Czekam na sprawdzenie najwiekszego przekretasa i kolesia wszystkich przekretasow ,ktorzy otrzymali pozwolenie od tego glownego "oby zylo sie lepiej".
To, że nam się nie udało z Zieloną Wyspą -- przepraszam -- To, że nam się z niczym nie udało jest wyłącznie winą partii Jarosława Kaczyńskiego!
Udowodnili to już wielokrotnie nasi dzielni dziennikarze z Polsatu, TVP oraz TVN, nie mówiąc już o naszych dziennikarzach z TOK fm oraz Polskiego Radia.
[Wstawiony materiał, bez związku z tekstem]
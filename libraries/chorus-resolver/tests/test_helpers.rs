#![allow(dead_code)]

use async_trait::async_trait;
use chorus_core::types::{CommandInput, Login, Requester, RequesterId};
use chorus_core::{LoginProvider, Result};
use chorus_resolver::gate::PendingQuestion;
use chorus_resolver::memory::MemoryProviders;
use chorus_resolver::{
    BoundedRedirectExecutor, ChannelDisambiguator, PlayableResolver, ResolveRequest,
    ResolverConfig, StandardSyntax,
};
use serde_json::{json, Value};
use std::sync::{Arc, Once};
use tokio::sync::mpsc;

static INIT: Once = Once::new();

pub fn init_tracing() {
    INIT.call_once(|| {
        let _ = tracing_subscriber::fmt()
            .with_test_writer()
            .with_max_level(tracing::Level::DEBUG)
            .try_init();
    });
}

pub struct Harness {
    pub resolver: PlayableResolver,
    pub providers: Arc<MemoryProviders>,
    pub questions: mpsc::Receiver<PendingQuestion>,
}

/// Resolver over `fixture`; must be called inside a tokio runtime
pub fn harness_with(fixture: &Value, config: ResolverConfig) -> Harness {
    init_tracing();

    let providers =
        Arc::new(MemoryProviders::from_json(&fixture.to_string()).expect("valid fixture"));
    let executor = BoundedRedirectExecutor::new(providers.clone(), config.redirect_concurrency)
        .expect("inside a runtime");
    let (disambiguator, questions) = ChannelDisambiguator::channel(4);

    let collaborators = providers.collaborators(
        Arc::new(StandardSyntax::new(config.catalog_uri_scheme.clone())),
        Arc::new(executor),
        Arc::new(disambiguator),
    );

    Harness {
        resolver: PlayableResolver::new(config, collaborators),
        providers,
        questions,
    }
}

/// Login flow that never finishes
pub struct PendingLogin;

#[async_trait]
impl LoginProvider for PendingLogin {
    async fn await_login(&self, _requester: &RequesterId) -> Result<Option<Login>> {
        std::future::pending().await
    }
}

/// Resolver whose requester logins never complete
pub fn harness_with_pending_login(fixture: &Value) -> Harness {
    init_tracing();

    let config = ResolverConfig::default();
    let providers =
        Arc::new(MemoryProviders::from_json(&fixture.to_string()).expect("valid fixture"));
    let executor = BoundedRedirectExecutor::new(providers.clone(), config.redirect_concurrency)
        .expect("inside a runtime");
    let (disambiguator, questions) = ChannelDisambiguator::channel(4);

    let mut collaborators = providers.collaborators(
        Arc::new(StandardSyntax::new(config.catalog_uri_scheme.clone())),
        Arc::new(executor),
        Arc::new(disambiguator),
    );
    collaborators.logins = Arc::new(PendingLogin);

    Harness {
        resolver: PlayableResolver::new(config, collaborators),
        providers,
        questions,
    }
}

pub fn harness(fixture: &Value) -> Harness {
    harness_with(fixture, ResolverConfig::default())
}

pub fn request(input: CommandInput) -> ResolveRequest {
    ResolveRequest::new(input, Requester::new("u1", "guild-1"))
}

pub fn artist(name: &str) -> Value {
    json!({ "id": name.to_lowercase().replace(' ', "-"), "name": name })
}

pub fn track(id: &str, name: &str, artist_name: &str) -> Value {
    json!({
        "id": id,
        "name": name,
        "artists": [artist(artist_name)],
        "duration_ms": 180_000,
        "popularity": 50
    })
}

pub fn audio(identifier: &str, title: &str) -> Value {
    json!({
        "identifier": identifier,
        "title": title,
        "author": "beatmaker",
        "uri": format!("https://peer.example.com/{}", identifier),
        "duration_ms": 120_000
    })
}

/// Small catalog covering every provider
pub fn sample_fixture() -> Value {
    json!({
        "tracks": [
            track("imagine", "Imagine", "John Lennon"),
            track("hit-a", "Hit A", "Artist A"),
            track("hit-b", "Hit B", "Artist B"),
            {
                "id": "hit-c", "name": "Hit C", "artists": [artist("Artist C")],
                "album": { "id": "abbey", "name": "Abbey Road" }, "duration_ms": 180_000
            },
            track("hit-d", "Hit D", "Artist D"),
            {
                "id": "saved-1", "name": "Saved Song", "artists": [artist("Someone")],
                "duration_ms": 1000, "saved": true
            }
        ],
        "albums": [
            {
                "id": "abbey", "name": "Abbey Road", "artists": [artist("The Beatles")],
                "tracks": ["hit-c", "hit-a", "hit-b"]
            },
            { "id": "empty-album", "name": "Silence", "artists": [], "tracks": [] }
        ],
        "playlists": [
            { "id": "p1", "name": "Top Hits 2019", "owner": "dj", "track_count": 2, "items": ["hit-a", "hit-b"] },
            { "id": "p2", "name": "Top Hits 2020", "owner": "dj", "track_count": 3, "items": ["hit-c", "hit-a", "hit-d"] },
            { "id": "p3", "name": "Top Hits 2021", "owner": "dj", "track_count": 1, "items": ["hit-d"] },
            { "id": "mine", "name": "Road Trip", "owner": "u1", "track_count": 2, "items": ["hit-b", "hit-a"], "owned_by": "u1" }
        ],
        "episodes": [
            {
                "id": "ep1", "name": "Deep Dive", "show": { "id": "show1", "name": "Tech Talk" },
                "duration_ms": 3_600_000
            },
            {
                "id": "ep2", "name": "Follow Up", "show": { "id": "show1", "name": "Tech Talk" },
                "duration_ms": 1_800_000
            }
        ],
        "shows": [
            { "id": "show1", "name": "Tech Talk", "publisher": "Talk Co", "episodes": ["ep2", "ep1"] }
        ],
        "videos": [
            { "id": "vid-imagine", "title": "John Lennon - Imagine", "channel_title": "Lennon", "duration_ms": 184_000 },
            { "id": "vid-cat-1", "title": "Funny cat compilation", "channel_title": "Cats", "duration_ms": 60_000 },
            { "id": "vid-cat-2", "title": "Funny cat fails", "channel_title": "Cats", "duration_ms": 70_000 },
            { "id": "vid-cat-3", "title": "Funny cat reactions", "channel_title": "More Cats", "duration_ms": 80_000 }
        ],
        "video_playlists": [
            { "id": "vpl1", "title": "Cat Videos", "channel_title": "Cats", "video_count": 2, "videos": ["vid-cat-2", "vid-cat-1"] }
        ],
        "peer_audio": {
            "scsearch:rain": { "type": "track", "identifier": "rain-1", "title": "Rain", "author": "ambient", "uri": "https://peer.example.com/rain-1", "duration_ms": 1000 },
            "scsearch:mixtape": {
                "type": "collection", "name": "Summer Mixtape",
                "tracks": [audio("m1", "First"), audio("m2", "Second")]
            }
        },
        "local_playlists": [
            {
                "scope": "guild-1", "id": "l1", "name": "Party", "created_by": "u2",
                "items": [
                    { "type": "video", "id": "vid-cat-1", "title": "Funny cat compilation", "channel_title": "Cats", "duration_ms": 60_000 },
                    { "type": "track", "id": "imagine", "name": "Imagine", "artists": [artist("John Lennon")], "duration_ms": 183_000 }
                ]
            },
            { "scope": "guild-1", "id": "l2", "name": "Empty", "created_by": "u2", "items": [] },
            { "scope": "guild-2", "id": "l3", "name": "Chill", "created_by": "u3", "items": [] }
        ],
        "urls": {
            "https://music.example.com/set/42": [
                { "type": "audio", "identifier": "u-1", "title": "Live Set", "author": "dj", "uri": "https://music.example.com/set/42.mp3", "duration_ms": 5000 }
            ]
        },
        "logins": [{ "requester": "u1", "access_token": "token-u1" }]
    })
}

/// Peer-audio search collection with `hits` results for `query`
pub fn peer_search_fixture(query: &str, hits: usize) -> Value {
    let tracks: Vec<Value> = (1..=hits)
        .map(|i| audio(&format!("{}-{}", query, i), &format!("{} #{}", query, i)))
        .collect();

    let mut peer_audio = serde_json::Map::new();
    peer_audio.insert(
        format!("scsearch:{}", query),
        json!({ "type": "collection", "name": format!("Search: {}", query), "tracks": tracks }),
    );

    json!({ "peer_audio": Value::Object(peer_audio) })
}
Także Gazety Wyborczej, polskiego Newsweeka itd.
To samo dotyczy afery hazardowej, stoczniowej, smoleńskiej, szpitalnej, autostradowej, stadionowej, receptowej, szkolnej, emeryturowej, TV cyfrowej, informatyzacyjnej, afery inwigilacji internetowej (ACTA), afery niewykorzystanych funduszy europejskich, afery wstrzymanych dopłat europejskich, afery obciętych dotacji dla polskiego rolnictwa, afery obciętej refundacji składki europejskiej, afery kolejowej, afery śmieciowej, afery sześciolatków, afery pakietu klimatycznego, afery korupcji kolesiowskiej w spółkach skarbu państwa, afery OFE oraz afery dziury budżetowej (itd. itd.)
Zawsze nasi dziennikarze dzielnie stoją na straży prawdy oraz na straży ustroju.
Winę za całe zło w naszej ukochanej ojczyźnie ponosi PiS, który -- chcąc założyć IV Rzeczpospolitą -- dąży do zburzenia dotychczasowego porządku ustanowionego przez gen. Kiszczaka oraz innych ludzi honoru.
PS. Na mój piłkarski rozum mamy najlepszych rozgrzanych sędziów na świecie.
PS. Na mój piłkarski rozum wszystkie kobiety powinne pracować jak najdłużej, np. do 67 roku życia.
PS. Na mój piłkarski rozum Polska powinna solidarnie z Niemcami płacić najwyższe stawki za emisję CO2. Zamiast elektrowni węglowych powinniśmy mieć niemieckie wiatraki i francuskie elektrownie jądrowe. Stać nas przecież na to, żeby pomóc naszym zachodnim sąsiadom!
PS. Na mój piłkarski rozum szefem NiKu PO-winien być ktoś bardzo bezstronny, np. ktoś z naszej partii.
PS. To nieprawda, że w Polsce są loże masońskie, mafie lub inne tajne stowarzyszenia!
Jak już powiedziałem, to wszystko udowodnili już wielokrotnie nasi dzielni dziennikarze z Polsatu, TVP oraz TVN, TOK fm i Polskiego Radia.
POLACY, NIC SIĘ NIE STAŁO !!!
kradnie a nie my. Nasze są media i nasza władza!